Performance and Scalability
* API Server Load: Every CR creation and deletion now involves an extra UPDATE API call to add/remove the finalizer. For an operator managing tens of thousands of CRs with high churn, this can add significant load to the Kubernetes API server. There is no simple way around this, as it's fundamental to the pattern. It's a trade-off for correctness.

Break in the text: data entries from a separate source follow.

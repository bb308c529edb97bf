//! Chatgen Storage
//!
//! SQLite persistence for the last executed command of every chat

use anyhow::{anyhow, Result};
use chrono::{DateTime, TimeZone, Utc};
use rusqlite::OptionalExtension;
use serde::{Deserialize, Serialize};
use std::path::Path;

/// Tool name recorded for commands that ran a multi-step plan.
pub const MULTI_STEP_TOOL: &str = "multi_step";

/// One step of a stored multi-step plan, as authored by the planner.
#[derive(Debug, Clone, PartialEq, Serialize, Deserialize)]
pub struct PlanStep {
    pub tool: String,
    #[serde(default)]
    pub action: String,
    #[serde(default)]
    pub parameters: serde_json::Map<String, serde_json::Value>,
}

/// Everything needed to replay a command.
#[derive(Debug, Clone, PartialEq, Default)]
pub struct CommandMetadata {
    pub tool: String,
    pub tool_args: serde_json::Value,
    pub plan: Option<Vec<PlanStep>>,
    pub is_multi_step: bool,
    pub prompt: Option<String>,
    pub result: Option<serde_json::Value>,
    pub failed: bool,
}

#[derive(Debug, Clone, PartialEq)]
pub struct StoredCommand {
    pub chat_id: String,
    pub message_id: String,
    pub metadata: CommandMetadata,
    pub timestamp: DateTime<Utc>,
}

struct RawCommandRow {
    chat_id: String,
    message_id: String,
    tool: String,
    tool_args: Option<String>,
    plan: Option<String>,
    is_multi_step: bool,
    prompt: Option<String>,
    result: Option<String>,
    failed: bool,
    timestamp: i64,
}

impl RawCommandRow {
    fn into_command(self) -> Result<StoredCommand> {
        let tool_args = match self.tool_args.as_deref() {
            Some(raw) if !raw.trim().is_empty() => serde_json::from_str(raw)
                .map_err(|e| anyhow!("Corrupt tool_args for chat {}: {}", self.chat_id, e))?,
            _ => serde_json::Value::Object(serde_json::Map::new()),
        };
        let plan = match self.plan.as_deref() {
            Some(raw) if !raw.trim().is_empty() => Some(
                serde_json::from_str::<Vec<PlanStep>>(raw)
                    .map_err(|e| anyhow!("Corrupt plan for chat {}: {}", self.chat_id, e))?,
            ),
            _ => None,
        };
        let result = match self.result.as_deref() {
            Some(raw) if !raw.trim().is_empty() => Some(
                serde_json::from_str(raw)
                    .unwrap_or_else(|_| serde_json::Value::String(raw.to_string())),
            ),
            _ => None,
        };
        let timestamp = Utc
            .timestamp_millis_opt(self.timestamp)
            .single()
            .ok_or_else(|| anyhow!("Invalid timestamp {} in last_commands", self.timestamp))?;

        Ok(StoredCommand {
            chat_id: self.chat_id,
            message_id: self.message_id,
            metadata: CommandMetadata {
                tool: self.tool,
                tool_args,
                plan,
                is_multi_step: self.is_multi_step,
                prompt: self.prompt,
                result,
                failed: self.failed,
            },
            timestamp,
        })
    }
}

pub struct Storage {
    conn: rusqlite::Connection,
}

impl Storage {
    pub fn new<P: AsRef<Path>>(db_path: P) -> Result<Self> {
        let conn = rusqlite::Connection::open(db_path.as_ref())?;

        conn.execute_batch(
            "
            CREATE TABLE IF NOT EXISTS last_commands (
                id INTEGER PRIMARY KEY AUTOINCREMENT,
                chat_id TEXT NOT NULL,
                message_id TEXT NOT NULL,
                tool TEXT NOT NULL,
                tool_args TEXT,
                plan TEXT,
                is_multi_step INTEGER NOT NULL DEFAULT 0,
                prompt TEXT,
                result TEXT,
                failed INTEGER NOT NULL DEFAULT 0,
                timestamp INTEGER NOT NULL
            );
            ",
        )?;

        Self::ensure_commands_schema(&conn)?;

        Ok(Self { conn })
    }

    /// Upsert keyed by (chat, message), stamped with the current time.
    pub fn save_command(
        &self,
        chat_id: &str,
        message_id: &str,
        metadata: &CommandMetadata,
    ) -> Result<()> {
        self.save_command_at(chat_id, message_id, metadata, Utc::now())
    }

    pub fn save_command_at(
        &self,
        chat_id: &str,
        message_id: &str,
        metadata: &CommandMetadata,
        timestamp: DateTime<Utc>,
    ) -> Result<()> {
        let tool_args = serde_json::to_string(&metadata.tool_args)?;
        let plan = metadata
            .plan
            .as_ref()
            .map(serde_json::to_string)
            .transpose()?;
        let result = metadata
            .result
            .as_ref()
            .map(serde_json::to_string)
            .transpose()?;

        self.conn.execute(
            "INSERT INTO last_commands
                (chat_id, message_id, tool, tool_args, plan, is_multi_step, prompt, result, failed, timestamp)
             VALUES (?1, ?2, ?3, ?4, ?5, ?6, ?7, ?8, ?9, ?10)
             ON CONFLICT(chat_id, message_id)
             DO UPDATE SET
                tool = excluded.tool,
                tool_args = excluded.tool_args,
                plan = excluded.plan,
                is_multi_step = excluded.is_multi_step,
                prompt = excluded.prompt,
                result = excluded.result,
                failed = excluded.failed,
                timestamp = excluded.timestamp",
            (
                chat_id,
                message_id,
                metadata.tool.as_str(),
                tool_args,
                plan,
                metadata.is_multi_step,
                metadata.prompt.as_deref(),
                result,
                metadata.failed,
                timestamp.timestamp_millis(),
            ),
        )?;
        Ok(())
    }

    /// Most recent command for the chat; newer timestamps win, insertion order breaks ties.
    pub fn get_last_command(&self, chat_id: &str) -> Result<Option<StoredCommand>> {
        let mut stmt = self.conn.prepare(
            "SELECT chat_id, message_id, tool, tool_args, plan, is_multi_step, prompt, result, failed, timestamp
             FROM last_commands
             WHERE chat_id = ?1
             ORDER BY timestamp DESC, id DESC
             LIMIT 1",
        )?;
        let row = stmt
            .query_row([chat_id], |row| {
                Ok(RawCommandRow {
                    chat_id: row.get(0)?,
                    message_id: row.get(1)?,
                    tool: row.get(2)?,
                    tool_args: row.get(3)?,
                    plan: row.get(4)?,
                    is_multi_step: row.get(5)?,
                    prompt: row.get(6)?,
                    result: row.get(7)?,
                    failed: row.get(8)?,
                    timestamp: row.get(9)?,
                })
            })
            .optional()?;

        row.map(RawCommandRow::into_command).transpose()
    }

    pub fn delete_commands_older_than(&self, cutoff: DateTime<Utc>) -> Result<usize> {
        let deleted = self.conn.execute(
            "DELETE FROM last_commands WHERE timestamp < ?1",
            [cutoff.timestamp_millis()],
        )?;
        Ok(deleted)
    }

    pub fn delete_all_commands(&self) -> Result<usize> {
        let deleted = self.conn.execute("DELETE FROM last_commands", [])?;
        Ok(deleted)
    }

    pub fn count_commands(&self) -> Result<i64> {
        let count = self
            .conn
            .query_row("SELECT COUNT(*) FROM last_commands", [], |row| row.get(0))?;
        Ok(count)
    }

    fn ensure_commands_schema(conn: &rusqlite::Connection) -> Result<()> {
        let mut has_failed = false;
        let mut stmt = conn.prepare("PRAGMA table_info(last_commands)")?;
        let columns = stmt.query_map([], |row| row.get::<_, String>(1))?;
        for col in columns {
            if col?.eq_ignore_ascii_case("failed") {
                has_failed = true;
                break;
            }
        }

        if !has_failed {
            conn.execute(
                "ALTER TABLE last_commands ADD COLUMN failed INTEGER NOT NULL DEFAULT 0",
                [],
            )?;
        }

        // Older databases could hold several rows per (chat, message); keep the newest.
        conn.execute(
            "DELETE FROM last_commands
             WHERE id NOT IN (
                SELECT MAX(id)
                FROM last_commands
                GROUP BY chat_id, message_id
             )",
            [],
        )?;

        conn.execute(
            "CREATE UNIQUE INDEX IF NOT EXISTS idx_last_commands_chat_message
             ON last_commands(chat_id, message_id)",
            [],
        )?;
        conn.execute(
            "CREATE INDEX IF NOT EXISTS idx_last_commands_chat_ts
             ON last_commands(chat_id, timestamp)",
            [],
        )?;

        Ok(())
    }
}

#[cfg(test)]
mod tests {
    use super::{CommandMetadata, PlanStep, Storage, MULTI_STEP_TOOL};
    use chrono::{Duration, Utc};
    use rusqlite::Connection;
    use std::time::{SystemTime, UNIX_EPOCH};

    fn temp_db_path(name: &str) -> std::path::PathBuf {
        let ts = SystemTime::now()
            .duration_since(UNIX_EPOCH)
            .expect("clock")
            .as_nanos();
        std::env::temp_dir().join(format!("chatgen-storage-{}-{}.db", name, ts))
    }

    fn image_command(provider: &str) -> CommandMetadata {
        CommandMetadata {
            tool: "create_image".to_string(),
            tool_args: serde_json::json!({"prompt": "a cat", "provider": provider}),
            prompt: Some("draw a cat".to_string()),
            result: Some(serde_json::json!({"url": "https://cdn.example/cat.png"})),
            ..CommandMetadata::default()
        }
    }

    #[test]
    fn get_last_returns_newest_command_per_chat() {
        let storage = Storage::new(temp_db_path("newest")).expect("storage init");
        let now = Utc::now();

        storage
            .save_command_at("chat-a", "m1", &image_command("openai"), now - Duration::minutes(5))
            .expect("save m1");
        storage
            .save_command_at("chat-a", "m2", &image_command("gemini"), now)
            .expect("save m2");
        storage
            .save_command_at("chat-b", "m3", &image_command("grok"), now)
            .expect("save m3");

        let last = storage
            .get_last_command("chat-a")
            .expect("query")
            .expect("command present");
        assert_eq!(last.message_id, "m2");
        assert_eq!(last.metadata.tool_args["provider"], "gemini");
        assert!(storage.get_last_command("chat-z").expect("query").is_none());
    }

    #[test]
    fn save_is_upsert_per_chat_and_message() {
        let storage = Storage::new(temp_db_path("upsert")).expect("storage init");
        let mut metadata = image_command("openai");
        storage.save_command("chat", "m1", &metadata).expect("first");
        metadata.failed = true;
        storage.save_command("chat", "m1", &metadata).expect("second");

        assert_eq!(storage.count_commands().expect("count"), 1);
        let last = storage
            .get_last_command("chat")
            .expect("query")
            .expect("present");
        assert!(last.metadata.failed);
    }

    #[test]
    fn multi_step_plan_survives_round_trip() {
        let storage = Storage::new(temp_db_path("plan")).expect("storage init");
        let mut parameters = serde_json::Map::new();
        parameters.insert("question".to_string(), serde_json::json!("Pizza?"));
        let metadata = CommandMetadata {
            tool: MULTI_STEP_TOOL.to_string(),
            is_multi_step: true,
            plan: Some(vec![
                PlanStep {
                    tool: "create_poll".to_string(),
                    action: "make a poll about pizza".to_string(),
                    parameters,
                },
                PlanStep {
                    tool: "create_image".to_string(),
                    action: "draw a pizza".to_string(),
                    parameters: serde_json::Map::new(),
                },
            ]),
            ..CommandMetadata::default()
        };
        storage.save_command("chat", "m1", &metadata).expect("save");

        let last = storage
            .get_last_command("chat")
            .expect("query")
            .expect("present");
        assert!(last.metadata.is_multi_step);
        assert_eq!(last.metadata.plan, metadata.plan);
    }

    #[test]
    fn cleanup_with_zero_ttl_removes_everything_older_than_now() {
        let storage = Storage::new(temp_db_path("ttl")).expect("storage init");
        let now = Utc::now();
        storage
            .save_command_at("a", "1", &image_command("openai"), now - Duration::days(40))
            .expect("old");
        storage
            .save_command_at("b", "2", &image_command("openai"), now - Duration::seconds(1))
            .expect("recent");

        let deleted = storage.delete_commands_older_than(now).expect("cleanup");
        assert_eq!(deleted, 2);
        assert_eq!(storage.count_commands().expect("count"), 0);
    }

    #[test]
    fn cleanup_keeps_commands_inside_ttl() {
        let storage = Storage::new(temp_db_path("ttl-keep")).expect("storage init");
        let now = Utc::now();
        storage
            .save_command_at("a", "1", &image_command("openai"), now - Duration::days(40))
            .expect("old");
        storage
            .save_command_at("a", "2", &image_command("openai"), now - Duration::days(2))
            .expect("recent");

        let deleted = storage
            .delete_commands_older_than(now - Duration::days(30))
            .expect("cleanup");
        assert_eq!(deleted, 1);
        let last = storage.get_last_command("a").expect("query").expect("kept");
        assert_eq!(last.message_id, "2");
    }

    #[test]
    fn migrates_legacy_table_without_failed_column() {
        let path = temp_db_path("legacy");
        let conn = Connection::open(&path).expect("open");
        conn.execute_batch(
            "
            CREATE TABLE last_commands (
                id INTEGER PRIMARY KEY AUTOINCREMENT,
                chat_id TEXT NOT NULL,
                message_id TEXT NOT NULL,
                tool TEXT NOT NULL,
                tool_args TEXT,
                plan TEXT,
                is_multi_step INTEGER NOT NULL DEFAULT 0,
                prompt TEXT,
                result TEXT,
                timestamp INTEGER NOT NULL
            );
            INSERT INTO last_commands (chat_id, message_id, tool, tool_args, timestamp)
            VALUES ('legacy', 'm1', 'create_video', '{\"prompt\":\"waves\"}', 1000);
            INSERT INTO last_commands (chat_id, message_id, tool, tool_args, timestamp)
            VALUES ('legacy', 'm1', 'create_video', '{\"prompt\":\"waves v2\"}', 2000);
            ",
        )
        .expect("seed legacy");
        drop(conn);

        let storage = Storage::new(&path).expect("migrated storage");
        assert_eq!(storage.count_commands().expect("count"), 1);
        let last = storage
            .get_last_command("legacy")
            .expect("query")
            .expect("present");
        assert!(!last.metadata.failed);
        assert_eq!(last.metadata.tool_args["prompt"], "waves v2");
    }
}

* Concurrent Reconciles: If a thousand CRs are deleted simultaneously, the operator might try to launch a thousand concurrent cleanup jobs, potentially overwhelming the external API (e.g., AWS S3 API rate limits). You can control this by setting MaxConcurrentReconciles in your main.go.
// main.go
...
err = builder.Build().Start(ctx)
if err != nil {
mgr, err := ctrl.NewManager(ctrl.GetConfigOrDie(), ctrl.Options{
Scheme: scheme,
// ... other options
})
// ...
if err = (&controllers.S3BucketReconciler{
Client: mgr.GetClient(),
Scheme: mgr.GetScheme(),
}).SetupWithManager(mgr, controller.Options{MaxConcurrentReconciles: 10}); err != nil {
// handle error
}
}
Setting this to a reasonable number (e.g., 10) creates a worker pool, ensuring that no more than 10 Reconcile loops run concurrently, effectively throttling requests to the external system.
Conclusion
Finalizers are the cornerstone of any robust Kubernetes operator that manages stateful, external resources. They elevate an operator from a simple automation tool to a true lifecycle manager that respects external dependencies. By meticulously handling the deletionTimestamp, ensuring cleanup logic is idempotent, providing clear status updates for failure states, and managing concurrency, you can build operators that are resilient, observable, and safe to run in large-scale production environments. The patterns discussed here are not just best practices; they are the minimum requirement for bridging the declarative Kubernetes world with the imperative reality of external systems.